DATASET EXTRACT ::
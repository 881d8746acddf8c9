use anyhow::{Context, anyhow, bail};
use paper_trails_core::loader::{LoadError, RawResources, Resource};
use wasm_bindgen::JsCast;
use wasm_bindgen_futures::JsFuture;

async fn fetch_bytes(url: &str) -> anyhow::Result<Vec<u8>> {
    let window = web_sys::window().context("no window")?;
    let resp_value = JsFuture::from(window.fetch_with_str(url))
        .await
        .map_err(|e| anyhow!("{e:?}"))?;
    let resp: web_sys::Response = resp_value
        .dyn_into()
        .map_err(|_| anyhow!("not a Response"))?;
    if !resp.ok() {
        bail!("HTTP {}", resp.status());
    }
    let buf = JsFuture::from(resp.array_buffer().map_err(|e| anyhow!("{e:?}"))?)
        .await
        .map_err(|e| anyhow!("{e:?}"))?;
    Ok(js_sys::Uint8Array::new(&buf).to_vec())
}

async fn fetch_resource(base_url: &str, resource: Resource) -> Result<Vec<u8>, LoadError> {
    let url = format!("{}/{}", base_url.trim_end_matches('/'), resource.path());
    log::debug!("fetching {url}");
    fetch_bytes(&url)
        .await
        .with_context(|| format!("{resource} from {url}"))
        .map_err(|err| LoadError::Fetch(format!("{err:#}")))
}

/// Fetch the three resources. Failures are carried per resource so one
/// missing file does not block the others.
pub async fn fetch_all(base_url: &str) -> RawResources {
    RawResources {
        people: fetch_resource(base_url, Resource::People).await,
        discoveries: fetch_resource(base_url, Resource::Discoveries).await,
        events: fetch_resource(base_url, Resource::Events).await,
    }
}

WORK INSTRUCTION ::
An exact transcription of all the entries is needed.

TASK ANSWER ::
repository 881d8746acddf8c9
use anyhow::{Context, anyhow, bail};
use paper_trails_core::loader::{LoadError, RawResources, Resource};
use wasm_bindgen::JsCast;
use wasm_bindgen_futures::JsFuture;

async fn fetch_bytes(url: &str) -> anyhow::Result<Vec<u8>> {
    let window = web_sys::window().context("no window")?;
    let resp_value = JsFuture::from(window.fetch_with_str(url))
        .await
        .map_err(|e| anyhow!("{e:?}"))?;
    let resp: web_sys::Response = resp_value
        .dyn_into()
        .map_err(|_| anyhow!("not a Response"))?;
    if !resp.ok() {
        bail!("HTTP {}", resp.status());
    }
    let buf = JsFuture::from(resp.array_buffer().map_err(|e| anyhow!("{e:?}"))?)
        .await
        .map_err(|e| anyhow!("{e:?}"))?;
    Ok(js_sys::Uint8Array::new(&buf).to_vec())
}

async fn fetch_resource(base_url: &str, resource: Resource) -> Result<Vec<u8>, LoadError> {
    let url = format!("{}/{}", base_url.trim_end_matches('/'), resource.path());
    log::debug!("fetching {url}");
    fetch_bytes(&url)
        .await
        .with_context(|| format!("{resource} from {url}"))
        .map_err(|err| LoadError::Fetch(format!("{err:#}")))
}

/// Fetch the three resources. Failures are carried per resource so one
/// missing file does not block the others.
pub async fn fetch_all(base_url: &str) -> RawResources {
    RawResources {
        people: fetch_resource(base_url, Resource::People).await,
        discoveries: fetch_resource(base_url, Resource::Discoveries).await,
        events: fetch_resource(base_url, Resource::Events).await,
    }
}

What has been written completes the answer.